(Nations unies) L’opposante biélorusse en exil Svetlana Tikhanovskaïa a exhorté mardi les dirigeants à ne pas oublier son pays, redoutant que la Biélorussie, isolée diplomatiquement, ne devienne un « lot de consolation » pour le président russe Vladimir Poutine dans le contexte de la guerre en Ukraine.

« Je demande à nos partenaires et alliés de maintenir la Biélorussie à l’ordre du jour », a-t-elle déclaré dans un entretien à l’AFP en marge de l’Assemblée générale des Nations unies à New York.  

« Il est crucial que la Biélorussie soit objet de discussions et que, dans notre région, il ne soit pas laissé au [président russe Vladimir] Poutine comme lot de consolation », a-t-elle ajouté.  

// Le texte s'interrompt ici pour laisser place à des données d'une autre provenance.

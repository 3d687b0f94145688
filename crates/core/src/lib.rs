//! Core types for json-annotate
//!
//! This crate defines the foundational types used throughout the pipeline:
//! - JsonValue: the document tree (newtype over serde_json::Value)
//! - SlashPath: slash-delimited object-key path
//! - resolve / try_resolve / resolve_mut / resolve_parent_mut: path resolution
//! - Error / ErrorKind: error hierarchy shared by every crate
//! - Limits: MAX_DOCUMENT_SIZE, MAX_NESTING_DEPTH, MAX_PATH_LENGTH, MAX_ARRAY_SIZE

#![warn(missing_docs)]
#![warn(clippy::all)]

pub mod error;
pub mod json;
pub mod path;

pub use error::{
    Error, ErrorKind, Result, LEGACY_MESSAGE_FAIL, LEGACY_MESSAGE_FORMAT_FAIL,
    LEGACY_MESSAGE_NO_DATA,
};
pub use json::{
    type_name, JsonValue, LimitError, MAX_ARRAY_SIZE, MAX_DOCUMENT_SIZE, MAX_NESTING_DEPTH,
    MAX_PATH_LENGTH,
};
pub use path::{
    resolve, resolve_mut, resolve_parent_mut, try_resolve, PathParseError, ResolveError, SlashPath,
};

Âgée, de 41 ans, Svetlana Tikhanovskaïa, qui a revendiqué la victoire contre le leader biélorusse Alexandre Loukachenko aux élections présidentielles de 2020, vit en exil en Lituanie depuis que les autorités ont déclenché une violente répression contre les manifestants contestant les résultats du vote.

M. Loukachenko a joué un rôle considérable dans l’effort de guerre de la Russie en Ukraine, permettant à Moscou de lancer des attaques depuis son territoire, abritant des armes nucléaires russes et des membres du groupe paramilitaire russe Wagner.

Prisonniers politiques

« C’est aussi une menace pour la sécurité régionale, une menace pour nos voisins avec le déploiement d’armes nucléaires, le déploiement de forces militaires russes dans notre pays », a déclaré Svetlana Tikhanovskaïa.  

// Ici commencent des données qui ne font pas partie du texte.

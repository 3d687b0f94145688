//! Annotation configuration via `annotate.toml`
//!
//! Every setting has a default that reproduces the established behavior, so
//! an empty file (or no file at all) is a valid configuration.

use serde::{Deserialize, Serialize};
use std::path::Path;

use annotate_core::{Error, Result};

use crate::mutate::MissingIdentifier;
use crate::rewrite::{ContainerMode, OutputFormat};

/// Config file name.
pub const CONFIG_FILE_NAME: &str = "annotate.toml";

/// Missing-identifier handling per operation.
///
/// The set-membership operation has always rejected elements without the
/// identifier field; the mapping operation has always treated them as
/// unmatched. Both are configurable.
#[derive(Debug, Clone, Copy, PartialEq, Eq, Serialize, Deserialize)]
pub struct MissingIdentifierConfig {
    /// Policy for `modify_by_identifier_set`
    #[serde(default = "default_set_missing")]
    pub set: MissingIdentifier,
    /// Policy for `modify_by_identifier_map`
    #[serde(default = "default_map_missing")]
    pub map: MissingIdentifier,
}

fn default_set_missing() -> MissingIdentifier {
    MissingIdentifier::Fail
}

fn default_map_missing() -> MissingIdentifier {
    MissingIdentifier::TreatAsNoMatch
}

impl Default for MissingIdentifierConfig {
    fn default() -> Self {
        Self {
            set: default_set_missing(),
            map: default_map_missing(),
        }
    }
}

/// Annotation configuration loaded from `annotate.toml`.
///
/// # Example
///
/// ```toml
/// container = "array"
/// output = "compact"
/// enforce_limits = true
///
/// [missing_identifier]
/// set = "fail"
/// map = "treat_as_no_match"
/// ```
#[derive(Debug, Clone, PartialEq, Serialize, Deserialize)]
pub struct AnnotateConfig {
    /// Container written back at the target path: `"array"` or `"preserve"`.
    #[serde(default)]
    pub container: ContainerMode,
    /// Output serialization: `"compact"` or `"pretty"`.
    #[serde(default)]
    pub output: OutputFormat,
    /// Reject documents and paths that exceed the document limits.
    #[serde(default = "default_enforce_limits")]
    pub enforce_limits: bool,
    /// Missing-identifier handling per operation.
    #[serde(default)]
    pub missing_identifier: MissingIdentifierConfig,
}

fn default_enforce_limits() -> bool {
    true
}

impl Default for AnnotateConfig {
    fn default() -> Self {
        Self {
            container: ContainerMode::default(),
            output: OutputFormat::default(),
            enforce_limits: default_enforce_limits(),
            missing_identifier: MissingIdentifierConfig::default(),
        }
    }
}

impl AnnotateConfig {
    /// Returns the default config file content with comments.
    pub fn default_toml() -> &'static str {
        r#"# json-annotate configuration
#
# Container written back at the target path:
#   "array"    = always an array; a single-object target becomes [object]
#   "preserve" = a single-object target stays an object
container = "array"

# Output serialization: "compact" or "pretty"
output = "compact"

# Reject documents over 16 MB, nested over 100 levels, with arrays over
# 1M elements, or paths over 256 segments
enforce_limits = true

# Elements without the identifier field:
#   "fail"              = abort the whole call
#   "treat_as_no_match" = write the default value
[missing_identifier]
set = "fail"
map = "treat_as_no_match"
"#
    }

    /// Parse config from TOML text.
    pub fn from_toml_str(content: &str) -> Result<Self> {
        toml::from_str(content)
            .map_err(|e| Error::config(format!("Failed to parse config: {}", e)))
    }

    /// Read and parse config from a file path.
    ///
    /// # Errors
    ///
    /// Returns an error if the file cannot be read or parsed.
    pub fn from_file(path: &Path) -> Result<Self> {
        let content = std::fs::read_to_string(path).map_err(|e| {
            Error::config(format!(
                "Failed to read config file '{}': {}",
                path.display(),
                e
            ))
        })?;
        toml::from_str(&content).map_err(|e| {
            Error::config(format!(
                "Failed to parse config file '{}': {}",
                path.display(),
                e
            ))
        })
    }

    /// Write the default config file if it does not already exist.
    pub fn write_default_if_missing(path: &Path) -> Result<()> {
        if !path.exists() {
            std::fs::write(path, Self::default_toml()).map_err(|e| {
                Error::config(format!(
                    "Failed to write default config file '{}': {}",
                    path.display(),
                    e
                ))
            })?;
        }
        Ok(())
    }
}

« Sans une Biélorussie démocratique et libre, il n’y aura ni paix ni sécurité dans toute la région », a-t-elle lancé, soulignant que les Biélorusses étaient « importants ».

Elle a aussi appelé la Cour internationale de Justice à ouvrir une enquête sur les violations des droits de la personne commises par Loukachenko et ses alliés et exhorté à un rôle plus actif des organisations humanitaires internationales en Biélorussie, qui souffre, selon elle, d’une épidémie de détentions pour des motifs politiques.  

« Il y a de nombreux prisonniers politiques qui sont dans un très mauvais état physique, atteints de cancer, de crises cardiaques, de diabète », et qui se voient refuser des soins, a-t-elle poursuivi.

« La Croix-Rouge […] doit demander tous les jours pour avoir accès à tous les prisonniers. Nous devons agir de manière plus efficace », a-t-elle souligné.

Un certain nombre de leaders d’opposition sont retenus en prison, dont le mari de Tikhanovskaïa, Sergeï, dont elle n’a plus de nouvelles depuis six mois.  

L’opposante s’efforce de rester forte même si la souffrance endurée par ses enfants rend la situation particulièrement éprouvante.

« Je pleure sur mon oreiller »

« J’ai bien sûr conscience de la situation », confie-t-elle. « Je pleure sur mon oreiller, mais personne n’en sera témoin ».

« En revanche, voir mes enfants dans la souffrance tous les jours, les voir écrire des lettres à leur papa et ne recevoir aucune réponse en retour » est difficile à vivre, dit-elle.

Et d’ajouter : « je sais que je dois travailler dur jour après jour… car sans ce travail, sans persévérance, nos êtres aimés, nos amis, nos proches, ne seront pas libérés ».

Plus tôt ce mois-ci, les autorités biélorusses ont annoncé que leurs ambassades à l’étranger cesseraient de délivrer des passeports, un coup dur pour des milliers de Biélorusses opposants vivant en exil et qui a été dénoncée par l’ONU.  

« Cette décision est une vengeance [contre] tous ces gens qui ont fui à cause des oppressions », a déploré l’opposante.  

Mais son équipe ne baisse pas les bras et travaille à la délivrance de papiers d’identité spéciaux pour ses compatriotes vivant à l’étranger, qui, espère-t-elle, seront reconnus par les gouvernements européens comme documents de voyage valides. « J’espère bien sûr qu’un jour ce seront les passeports de tous les Biélorusses », a-t-elle déclaré.